Destarte, citada a pessoa jurídica para pagar a dívida ou garantir a execução, passado o prazo legal sem nenhuma providencia de sua parte, será realizada a penhora de acordo com o artigo 880 da CLT[98]. Não encontrando bens da executada, nem indicando esta onde possam ser encontrados, nada impede que o juiz, de oficio[99], inclua os sócios no pólo passivo da execução, citando-os para que efetue o pagamento, sob pena de prosseguir a execução em face deles[100].
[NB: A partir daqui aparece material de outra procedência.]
//! Which sessions are backed by a live agent subprocess right now.
//! Owned by whoever builds the launcher and the source factory; cloned into
//! both. There is no process-wide instance.

use std::collections::{HashMap, HashSet};
use std::sync::{Arc, RwLock, RwLockReadGuard, RwLockWriteGuard};

use agent_trail_types::SessionId;

#[derive(Debug, Default)]
struct Inner {
    active: HashSet<SessionId>,
    /// Placeholder (or otherwise superseded) id → the id it was rekeyed to.
    aliases: HashMap<SessionId, SessionId>,
}

/// Cloneable handle over the shared active-session set.
#[derive(Debug, Clone, Default)]
pub struct ActiveSessionRegistry {
    inner: Arc<RwLock<Inner>>,
}

impl ActiveSessionRegistry {
    pub fn new() -> Self {
        Self::default()
    }

    pub fn register(&self, id: SessionId) {
        tracing::debug!(session_id = %id, "Registering active session");
        self.write().active.insert(id);
    }

    /// Forget `id` and any alias that points at it.
    pub fn unregister(&self, id: &SessionId) {
        let mut inner = self.write();
        inner.active.remove(id);
        inner.aliases.retain(|old, new| new != id && old != id);
        tracing::debug!(session_id = %id, "Unregistered session");
    }

    /// Active under `id` itself, or under the id it was rekeyed to.
    pub fn is_active(&self, id: &SessionId) -> bool {
        let inner = self.read();
        if inner.active.contains(id) {
            return true;
        }
        inner
            .aliases
            .get(id)
            .is_some_and(|target| inner.active.contains(target))
    }

    /// Move an active entry from `old` to `new`. Lookups under `old` keep
    /// working until `new` is unregistered.
    pub fn rekey(&self, old: &SessionId, new: SessionId) {
        if old == &new {
            return;
        }
        let mut inner = self.write();
        let was_active = inner.active.remove(old);
        if was_active {
            inner.active.insert(new.clone());
        }
        // Anything aliased to `old` now follows `new`.
        for target in inner.aliases.values_mut() {
            if target == old {
                *target = new.clone();
            }
        }
        tracing::info!(from = %old, to = %new, was_active, "Rekeyed session");
        inner.aliases.insert(old.clone(), new);
    }

    /// Resolve an alias to the id it currently maps to.
    pub fn canonical(&self, id: &SessionId) -> SessionId {
        self.read().aliases.get(id).cloned().unwrap_or_else(|| id.clone())
    }

    pub fn active_ids(&self) -> Vec<SessionId> {
        let mut ids: Vec<_> = self.read().active.iter().cloned().collect();
        ids.sort();
        ids
    }

    pub fn len(&self) -> usize {
        self.read().active.len()
    }

    pub fn is_empty(&self) -> bool {
        self.len() == 0
    }

    // A panic while holding the lock leaves the set itself intact.
    fn read(&self) -> RwLockReadGuard<'_, Inner> {
        self.inner.read().unwrap_or_else(|e| e.into_inner())
    }

    fn write(&self) -> RwLockWriteGuard<'_, Inner> {
        self.inner.write().unwrap_or_else(|e| e.into_inner())
    }
}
Com efeito, o não cumprimento da obrigação com o empregado e a ausência ou a insuficiência de patrimônio da pessoa jurídica para adimplir os créditos trabalhistas apresenta-se como fundamentos suficientes para responsabilizar os sócios e direcionar a execução trabalhista contra os seus bens. Nesse diapasão, a responsabilidade dos sócios na execução trabalhista, sob o prisma da Justiça do Trabalho, é objetiva, pois não precisa demonstrar a presença da fraude e do abuso de direito.

Ademais, a responsabilidade dos sócios é subsidiária, porquanto a execução deverá recair primeiramente sobre os bens da empresa para, em seguida, nos dos sócios, independentemente se estes forem majoritário, minoritário ou retirante.
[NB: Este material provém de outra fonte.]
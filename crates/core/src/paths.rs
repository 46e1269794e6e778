//! Centralized root directories for every source's on-disk store.
//!
//! Single source of truth. Adapters never call `dirs::home_dir()` themselves.

use std::path::{Path, PathBuf};

use agent_trail_types::SourceKind;

use crate::error::DiscoveryError;

/// Per-source root directories.
#[derive(Debug, Clone, PartialEq, Eq)]
pub struct SourceRoots {
    /// `~/.claude/projects`
    pub claude: PathBuf,
    /// `~/.codex/sessions`
    pub codex: PathBuf,
    /// `~/.gemini/tmp`
    pub gemini: PathBuf,
    /// `~/.cursor/chats`
    pub cursor: PathBuf,
    /// `$XDG_DATA_HOME/opencode/storage`
    pub opencode: PathBuf,
}

impl SourceRoots {
    /// Default roots under the user's home directory.
    pub fn from_home(home: &Path) -> Self {
        Self {
            claude: home.join(".claude").join("projects"),
            codex: home.join(".codex").join("sessions"),
            gemini: home.join(".gemini").join("tmp"),
            cursor: home.join(".cursor").join("chats"),
            opencode: home
                .join(".local")
                .join("share")
                .join("opencode")
                .join("storage"),
        }
    }

    /// Everything rooted under one directory (tests and sandboxes).
    pub fn under(base: &Path) -> Self {
        Self::from_home(base)
    }

    /// Default roots, then per-source env overrides
    /// (`AGENT_TRAIL_CLAUDE_DIR`, `AGENT_TRAIL_CODEX_DIR`, ...).
    pub fn from_env() -> Result<Self, DiscoveryError> {
        let home = dirs::home_dir().ok_or(DiscoveryError::HomeDirNotFound)?;
        let mut roots = Self::from_home(&home);
        if let Some(data) = std::env::var_os("XDG_DATA_HOME") {
            roots.opencode = PathBuf::from(data).join("opencode").join("storage");
        }
        for kind in SourceKind::ALL {
            if let Some(dir) = std::env::var_os(env_var_for(kind)) {
                *roots.get_mut(kind) = PathBuf::from(dir);
            }
        }
        Ok(roots)
    }

    pub fn get(&self, kind: SourceKind) -> &Path {
        match kind {
            SourceKind::Claude => &self.claude,
            SourceKind::Codex => &self.codex,
            SourceKind::Gemini => &self.gemini,
            SourceKind::Cursor => &self.cursor,
            SourceKind::Opencode => &self.opencode,
        }
    }

    fn get_mut(&mut self, kind: SourceKind) -> &mut PathBuf {
        match kind {
            SourceKind::Claude => &mut self.claude,
            SourceKind::Codex => &mut self.codex,
            SourceKind::Gemini => &mut self.gemini,
            SourceKind::Cursor => &mut self.cursor,
            SourceKind::Opencode => &mut self.opencode,
        }
    }
}

fn env_var_for(kind: SourceKind) -> String {
    format!("AGENT_TRAIL_{}_DIR", kind.as_str().to_ascii_uppercase())
}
Portanto, apesar de a sociedade ser de responsabilidade limitada e possuir autonomia patrimonial, os sócios respondem pelo crédito trabalhista, por este ter natureza alimentar e também porque o direito do trabalho tem como princípio basilar a proteção do empregado.

Porém importante ressaltar que Impõe-se a citação do sócio nos casos em que seus bens sejam objeto de penhora por débito da sociedade executada que teve a sua personalidade jurídica desconsiderada.
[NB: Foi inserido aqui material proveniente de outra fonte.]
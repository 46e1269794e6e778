//! Decoder for the opaque blobs in a Cursor chat store.
//!
//! A blob is one of:
//!
//! - a JSON document (first non-whitespace byte is `{` or `[`)
//! - a protobuf-style envelope: `(field << 3 | wire_type)` varint keys
//!   followed by a varint, a fixed-width value, or a length-delimited
//!   payload. Field [`JSON_FIELD`] carries an embedded UTF-8 JSON message,
//!   field [`TEXT_FIELD`] plain UTF-8 text. Root blobs list their children
//!   as 32-byte hashes.
//! - bare UTF-8 text with no framing at all
//!
//! Every function here is total: truncated or random input decodes to
//! [`DecodedBlob::Empty`] (or an empty list), never a panic.

use serde_json::Value;

/// Field number of the embedded JSON payload.
pub const JSON_FIELD: u64 = 1;
/// Field number of the plain-text payload.
pub const TEXT_FIELD: u64 = 2;

/// Length of a child reference (SHA-256) inside a root blob.
const CHILD_REF_LEN: usize = 32;

#[derive(Debug, Clone, PartialEq)]
pub enum DecodedBlob {
    Json(Value),
    Text(String),
    Empty,
}

#[derive(Debug, Clone, Copy, PartialEq, Eq)]
enum Payload<'a> {
    Varint(u64),
    Fixed64,
    Fixed32,
    Bytes(&'a [u8]),
}

#[derive(Debug, Clone, Copy, PartialEq, Eq)]
struct Field<'a> {
    number: u64,
    payload: Payload<'a>,
}

/// Walks envelope fields until the input ends or stops making sense.
struct FieldWalker<'a> {
    buf: &'a [u8],
    pos: usize,
    /// Set when the walk stopped on malformed framing.
    broken: bool,
}

impl<'a> FieldWalker<'a> {
    fn new(buf: &'a [u8]) -> Self {
        Self {
            buf,
            pos: 0,
            broken: false,
        }
    }

    fn varint(&mut self) -> Option<u64> {
        let mut value: u64 = 0;
        for shift in 0..10 {
            let byte = *self.buf.get(self.pos)?;
            self.pos += 1;
            let bits = u64::from(byte & 0x7f);
            if shift == 9 && bits > 1 {
                return None;
            }
            value |= bits << (shift * 7);
            if byte & 0x80 == 0 {
                return Some(value);
            }
        }
        None
    }

    fn take(&mut self, len: usize) -> Option<&'a [u8]> {
        let end = self.pos.checked_add(len)?;
        let slice = self.buf.get(self.pos..end)?;
        self.pos = end;
        Some(slice)
    }

    fn next_field(&mut self) -> Option<Field<'a>> {
        let key = self.varint()?;
        let number = key >> 3;
        if number == 0 {
            return None;
        }
        let payload = match key & 0x7 {
            0 => Payload::Varint(self.varint()?),
            1 => {
                self.take(8)?;
                Payload::Fixed64
            }
            2 => {
                let len = usize::try_from(self.varint()?).ok()?;
                Payload::Bytes(self.take(len)?)
            }
            5 => {
                self.take(4)?;
                Payload::Fixed32
            }
            _ => return None,
        };
        Some(Field { number, payload })
    }
}

impl<'a> Iterator for FieldWalker<'a> {
    type Item = Field<'a>;

    fn next(&mut self) -> Option<Self::Item> {
        if self.broken || self.pos >= self.buf.len() {
            return None;
        }
        let field = self.next_field();
        if field.is_none() {
            self.broken = true;
        }
        field
    }
}

/// Decode one blob.
pub fn decode_blob(bytes: &[u8]) -> DecodedBlob {
    if starts_like_json(bytes) {
        if let Ok(value) = serde_json::from_slice::<Value>(bytes) {
            return DecodedBlob::Json(value);
        }
    }

    let mut walker = FieldWalker::new(bytes);
    let mut json = None;
    let mut text = None;
    let mut other_json = None;
    for field in walker.by_ref() {
        let Payload::Bytes(payload) = field.payload else {
            continue;
        };
        if field.number == JSON_FIELD && json.is_none() {
            json = parse_embedded_json(payload);
        } else if field.number == TEXT_FIELD && text.is_none() {
            text = printable_text(payload);
        } else if other_json.is_none() {
            other_json = parse_embedded_json(payload);
        }
    }

    if let Some(value) = json.or(other_json) {
        return DecodedBlob::Json(value);
    }
    if let Some(text) = text {
        return DecodedBlob::Text(text);
    }
    // No usable framing: the whole blob may be bare text.
    if walker.broken || walker.pos == 0 {
        if let Some(text) = bare_text(bytes) {
            return DecodedBlob::Text(text);
        }
    }
    DecodedBlob::Empty
}

/// Hex ids of the 32-byte child references in a root blob, in order.
pub fn child_refs(bytes: &[u8]) -> Vec<String> {
    if starts_like_json(bytes) {
        return Vec::new();
    }
    FieldWalker::new(bytes)
        .filter_map(|field| match field.payload {
            Payload::Bytes(payload) if payload.len() == CHILD_REF_LEN => Some(hex::encode(payload)),
            _ => None,
        })
        .collect()
}

fn starts_like_json(bytes: &[u8]) -> bool {
    matches!(
        bytes.iter().find(|b| !b.is_ascii_whitespace()),
        Some(b'{') | Some(b'[')
    )
}

fn parse_embedded_json(payload: &[u8]) -> Option<Value> {
    if !starts_like_json(payload) {
        return None;
    }
    serde_json::from_slice::<Value>(payload)
        .ok()
        .filter(|v| v.is_object())
}

/// Text-field payload with control characters dropped. Kept only when
/// a letter or digit survives; anything else is decoding noise.
fn printable_text(payload: &[u8]) -> Option<String> {
    let text = std::str::from_utf8(payload).ok()?;
    let filtered: String = text
        .chars()
        .filter(|c| !c.is_control() || c.is_whitespace())
        .collect();
    has_alphanumeric(&filtered).then(|| filtered.trim().to_string())
}

/// Unframed blob read as text. Stricter than [`printable_text`]: a single
/// control character means the bytes were framing, not prose.
fn bare_text(bytes: &[u8]) -> Option<String> {
    let text = std::str::from_utf8(bytes).ok()?;
    let clean = text.chars().all(|c| !c.is_control() || c.is_whitespace());
    (clean && has_alphanumeric(text)).then(|| text.trim().to_string())
}

fn has_alphanumeric(text: &str) -> bool {
    text.chars().any(char::is_alphanumeric)
}

#[cfg(test)]
mod tests {
    use super::*;
    use pretty_assertions::assert_eq;
    use proptest::prelude::*;

    fn varint(mut v: u64, out: &mut Vec<u8>) {
        loop {
            let byte = (v & 0x7f) as u8;
            v >>= 7;
            if v == 0 {
                out.push(byte);
                return;
            }
            out.push(byte | 0x80);
        }
    }

    fn bytes_field(number: u64, payload: &[u8], out: &mut Vec<u8>) {
        varint(number << 3 | 2, out);
        varint(payload.len() as u64, out);
        out.extend_from_slice(payload);
    }

    #[test]
    fn json_fast_path() {
        let decoded = decode_blob(br#" {"role":"user","content":"hi"}"#);
        assert_eq!(
            decoded,
            DecodedBlob::Json(serde_json::json!({"role": "user", "content": "hi"}))
        );
    }

    #[test]
    fn embedded_json_field_wins_over_text() {
        let mut blob = Vec::new();
        varint(3 << 3, &mut blob);
        varint(150, &mut blob);
        bytes_field(TEXT_FIELD, b"fallback text", &mut blob);
        bytes_field(JSON_FIELD, br#"{"role":"assistant","content":"ok"}"#, &mut blob);

        match decode_blob(&blob) {
            DecodedBlob::Json(v) => assert_eq!(v["content"], "ok"),
            other => panic!("unexpected: {other:?}"),
        }
    }

    #[test]
    fn text_field_fallback() {
        let mut blob = Vec::new();
        bytes_field(TEXT_FIELD, b"  hello world \n", &mut blob);
        assert_eq!(decode_blob(&blob), DecodedBlob::Text("hello world".into()));
    }

    #[test]
    fn text_field_drops_control_characters() {
        let mut blob = Vec::new();
        bytes_field(TEXT_FIELD, b"hello\x00world\x07 \tagain", &mut blob);
        assert_eq!(decode_blob(&blob), DecodedBlob::Text("helloworld \tagain".into()));
    }

    #[test]
    fn noise_is_rejected() {
        let mut blob = Vec::new();
        bytes_field(TEXT_FIELD, b"\x01\x02\x03", &mut blob);
        assert_eq!(decode_blob(&blob), DecodedBlob::Empty);

        let mut blob = Vec::new();
        bytes_field(TEXT_FIELD, b"... --- ...", &mut blob);
        assert_eq!(decode_blob(&blob), DecodedBlob::Empty);
    }

    #[test]
    fn bare_text_without_framing() {
        // '#' is 0x23: field 4, wire type 3, which is unsupported framing.
        assert_eq!(
            decode_blob(b"# Plan\nstep one"),
            DecodedBlob::Text("# Plan\nstep one".into())
        );
    }

    #[test]
    fn truncated_envelope_is_empty() {
        let mut blob = Vec::new();
        bytes_field(JSON_FIELD, br#"{"a":1}"#, &mut blob);
        blob.truncate(blob.len() - 3);
        assert_eq!(decode_blob(&blob), DecodedBlob::Empty);
        assert_eq!(decode_blob(&[]), DecodedBlob::Empty);
        assert_eq!(decode_blob(&[0xff; 12]), DecodedBlob::Empty);
    }

    #[test]
    fn child_refs_in_order() {
        let a = [0xaa; 32];
        let b = [0x0b; 32];
        let mut blob = Vec::new();
        bytes_field(1, &a, &mut blob);
        bytes_field(1, b"short", &mut blob);
        bytes_field(1, &b, &mut blob);
        assert_eq!(child_refs(&blob), vec![hex::encode(a), hex::encode(b)]);
        assert!(child_refs(br#"{"x":1}"#).is_empty());
    }

    proptest! {
        #[test]
        fn random_bytes_never_panic(bytes in prop::collection::vec(any::<u8>(), 0..512)) {
            let _ = decode_blob(&bytes);
            let _ = child_refs(&bytes);
        }

        #[test]
        fn truncation_never_panics(cut in 0usize..64) {
            let mut blob = Vec::new();
            bytes_field(TEXT_FIELD, b"some text here", &mut blob);
            bytes_field(JSON_FIELD, br#"{"role":"user","content":"x"}"#, &mut blob);
            let end = cut.min(blob.len());
            let _ = decode_blob(&blob[..end]);
        }
    }
}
5. A RESPONSABILIDADE DO SÓCIO RETIRANTE E SÓCIO MINORITÁRIO

Uma das celeumas jurídicas existente é com relação à responsabilidade trabalhista do sócio retirante, ou seja, daquele que não pertence mais ao quadro societário da empresa quando os bens da sociedade e dos sócios atuais são insuficientes para a garantia da execução e, via de consequência, para a satisfação do crédito do exequendo.

A legislação trabalhista é omissa quanto ao limite temporal da responsabilidade do sócio que se retira da sociedade e, nessa seara, surgem algumas correntes.

Os artigos 1003[101] e 1032[102] do Código Civil dispõem sobre a responsabilidade dos sócios retirantes perante as obrigações de natureza civil.

De acordo com o disposto, o sócio retirante permanece responsável pela dívida trabalhista por 02 (dois) anos após a sua retirada, ou seja, por 02 (dois) anos após averbada a resolução da sociedade. Para os seguidores dessa corrente, ultrapassado esse prazo, não responde o ex-sócio pelos débitos trabalhistas da empresa executada, sendo irrelevante o momento de interposição da ação ou o período trabalhado pelo empregado.

Outros, também aplicando os artigos civilistas em comento, entendem que a responsabilidade do sócio retirante permanece quando a reclamação trabalhista for ajuizada no prazo de até 02 (dois) anos da sua saída da sociedade. Para os seguidores dessa corrente, deve-se levar em conta o fato de a ação ter sido distribuída nos 02 (dois) anos seguintes à sua retirada da sociedade, pouco importando ter se beneficiado ou não do trabalho do empregado.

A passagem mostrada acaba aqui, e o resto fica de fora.